Sørina Higgins is a writer, English teacher, and Inklings scholar. Sørina serves as Chair of the Department of Language and Literature at Signum University and teaches English at King's College and Lehigh Carbon Community College. She has published two books of poetry, "The Significance of Swans" and "Caduceus."

12 thoughts on “NaNoWriMo synopsis

  1. pennkenobi says:

    See, this is all that sort of bright young thinking is good for, getting somebody killed.

    This is pro. What it reflects is that you are seasoned at writing synopses, which has its own protocol. This is a very fine piece of writing that you learned how to do because it has been your job for some time. But the novel itself is a whole different matter. And if the writing quality here is any indication, you could very well be onto something that a publisher might look twice at. Just based on this synopsis, it sounds like a novel I would read the hell out of.

    As I look back at on all the things I’ve enjoyed reading most, it has by far been this sort of thing. Crime/mystery/detection.

    Virtuoso performance!

    Not to keep battering you with reading suggestions, but I would be soaking up canonical selections from this genre. But you have to be careful with that because there are writers that are pleasant enough to read but whom you would never want to ‘learn’ from. For instance, enjoy King but don’t learn from him. Richard Matheson is a good teacher. Rowling is probably not. Robert Parker is a good influence. Neal Stephenson is NOT. Dashiell Hammett, oddly enough, is probably not a good model for prose craftmanship; Raymond Chandler most certainly IS. William Gibson is a great mentor. And so on. There are tons that I haven’t mentioned of course.

    Great synopsis! Bodes well!

  2. pennkenobi says:

    There are a couple of typos but I read them in in my head. You’ll find them.

    • I found them. 🙂 You can read part of the first chapter on the NaNoWriMo site: http://nanowrimo.org/participants/sorina-higgins/novels/ready-made-grave.

      • tess says:

        I like Zita’s accent. It reads well.

      • pennkenobi says:

        I read it. I like it. It will all fill out well with subsequent drafts. I wanted to say this before I forget. Don’t be afraid to explain too much or describe too much. Terseness only works when you have the elegance to match it, and very few novelists (especially beginning) actually have that, and many good ones may never have it their whole life. By elegance I mean the ability to supply all the needed information without enumerating details. Most of the time an attempt at elegance (efficiency) tends to result in a dearth of needed, supportive details. It is OK to populate your early drafts with all kinds of information that may not turn out to be necessary. In fact, that is where a great deal of the good stuff comes from. But then, it can also lead a writer off course and get them bogged down in the marshy periphery of their story.
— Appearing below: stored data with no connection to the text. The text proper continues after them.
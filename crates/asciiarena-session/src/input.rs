//! Where player actions come from.

use std::future::Future;

use tokio::sync::mpsc;

/// A source of player actions for the action emitter.
///
/// The emitter awaits `next_action` in a loop and sends whatever it
/// returns. An implementation that has nothing more to send should stay
/// pending rather than return. The emitter stops on its own when the
/// match finishes.
///
/// ```rust,ignore
/// struct AlwaysFire;
///
/// impl ActionSource for AlwaysFire {
///     async fn next_action(&mut self) -> u32 {
///         tokio::time::sleep(Duration::from_millis(50)).await;
///         FIRE
///     }
/// }
/// ```
pub trait ActionSource: Send {
    fn next_action(&mut self) -> impl Future<Output = u32> + Send;
}

/// Actions pushed by another task, for example a keyboard reader.
///
/// Once every sender is dropped, the source goes quiet for good.
impl ActionSource for mpsc::Receiver<u32> {
    async fn next_action(&mut self) -> u32 {
        match self.recv().await {
            Some(action) => action,
            None => std::future::pending().await,
        }
    }
}

impl ActionSource for mpsc::UnboundedReceiver<u32> {
    async fn next_action(&mut self) -> u32 {
        match self.recv().await {
            Some(action) => action,
            None => std::future::pending().await,
        }
    }
}
//! A scripted arena server for session tests.
//!
//! The server side uses the same transport and codec as the client, so the
//! tests read like the conversation they check.

#![allow(dead_code)]

use asciiarena_protocol::{
    Codec, FrameUpdate, JsonCodec, LogInResult, LogInStatus, MapSnapshot,
    MatchLoad, Message, PlayerId,
};
use asciiarena_session::SessionConfig;
use asciiarena_transport::{Connection, TcpConnection};
use tokio::net::{TcpListener, UdpSocket};

pub struct FakeServer {
    listener: TcpListener,
    udp: UdpSocket,
}

impl FakeServer {
    pub async fn start() -> Self {
        Self {
            listener: TcpListener::bind("127.0.0.1:0").await.unwrap(),
            udp: UdpSocket::bind("127.0.0.1:0").await.unwrap(),
        }
    }

    pub fn control_port(&self) -> u16 {
        self.listener.local_addr().unwrap().port()
    }

    pub fn frame_port(&self) -> u16 {
        self.udp.local_addr().unwrap().port()
    }

    /// A client config aimed at this server, with a free local frame port.
    pub fn config(&self, player: char) -> SessionConfig {
        SessionConfig {
            host: "127.0.0.1".to_string(),
            control_port: self.control_port(),
            frame_port: free_udp_port(),
            player: PlayerId(player),
            ..SessionConfig::default()
        }
    }

    pub async fn accept(&self) -> ClientLink {
        let (stream, _) = self.listener.accept().await.unwrap();
        ClientLink {
            control: TcpConnection::from_stream(stream).unwrap(),
        }
    }

    /// Sends one frame update datagram to the client's frame port.
    pub async fn send_frame(&self, client_port: u16, frame_id: u32) {
        let bytes = JsonCodec
            .encode(&Message::FrameUpdate(FrameUpdate { frame_id }))
            .unwrap();
        self.udp
            .send_to(&bytes, ("127.0.0.1", client_port))
            .await
            .unwrap();
    }

    pub fn log_in_ok(&self, required_players: u32, registered: &[char]) -> Message {
        Message::LogInResult(LogInResult {
            status: LogInStatus::Ok,
            server_udp_port: self.frame_port(),
            required_players,
            registered_players: registered.iter().copied().map(PlayerId).collect(),
        })
    }
}

/// The server's end of one client's control channel.
pub struct ClientLink {
    control: TcpConnection,
}

impl ClientLink {
    pub async fn send(&self, message: Message) {
        let bytes = JsonCodec.encode(&message).unwrap();
        self.control.send(&bytes).await.unwrap();
    }

    /// The next message from the client, or `None` once it hung up.
    pub async fn recv(&self) -> Option<Message> {
        match self.control.recv().await {
            Ok(Some(data)) => Some(JsonCodec.decode(&data).unwrap()),
            Ok(None) | Err(_) => None,
        }
    }

    /// Everything the client sends until it hangs up.
    pub async fn drain(&self) -> Vec<Message> {
        let mut messages = Vec::new();
        while let Some(message) = self.recv().await {
            messages.push(message);
        }
        messages
    }

    /// Reads the version announcement and accepts it.
    pub async fn accept_version(&self) -> Message {
        let announce = self.recv().await.expect("client should announce its version");
        self.send(Message::VersionAck {
            version: "server".to_string(),
            accepted: true,
        })
        .await;
        announce
    }

    /// Reads the login request and returns the frame port it asks for.
    pub async fn expect_login(&self) -> u16 {
        match self.recv().await {
            Some(Message::LogInRequest { requested_udp_port, .. }) => requested_udp_port,
            other => panic!("expected LogInRequest, got {other:?}"),
        }
    }

    pub async fn join(&self, player: char) {
        self.send(Message::PlayerConnectionEvent {
            joined: true,
            player: PlayerId(player),
        })
        .await;
    }

    pub async fn leave(&self, player: char) {
        self.send(Message::PlayerConnectionEvent {
            joined: false,
            player: PlayerId(player),
        })
        .await;
    }

    pub async fn load_match(&self, milliseconds_to_start: u32) {
        self.send(Message::MatchLoad(MatchLoad {
            milliseconds_to_start,
            map: small_map(),
        }))
        .await;
    }
}

pub fn small_map() -> MapSnapshot {
    MapSnapshot {
        width: 2,
        height: 2,
        cells: vec![0, 0, 0, 0],
        seed: 42,
    }
}

/// A local UDP port that was free a moment ago.
pub fn free_udp_port() -> u16 {
    let socket = std::net::UdpSocket::bind("127.0.0.1:0").unwrap();
    socket.local_addr().unwrap().port()
}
  3. Made me excited to read your first draft!

  4. pennkenobi says:

    I just discovered that S. King won the 2015 Edgar Award for what he calls his first hardboiled detective book, Mr. Mercedes. (I do enjoy reading him). It has received generally good reviews across the board. My knowledge of the latest generation/newest wave of the genre is incredibly shoddy. In fact, I never even bothered until just now to peruse through the latest winners of the main awards and “best lists”, Kirkus, Guardian, etc. I’m kind of curious as to who might be emerging so far as the Chandler of the new millennium.

  5. tess says:

    I’d read it!

  6. […] mystery, but the death doesn’t happen until at least halfway through. Up until that point (as this synopsis makes clear), it’s 13 artistic-type people wandering around a cemetery, trying to make art. […]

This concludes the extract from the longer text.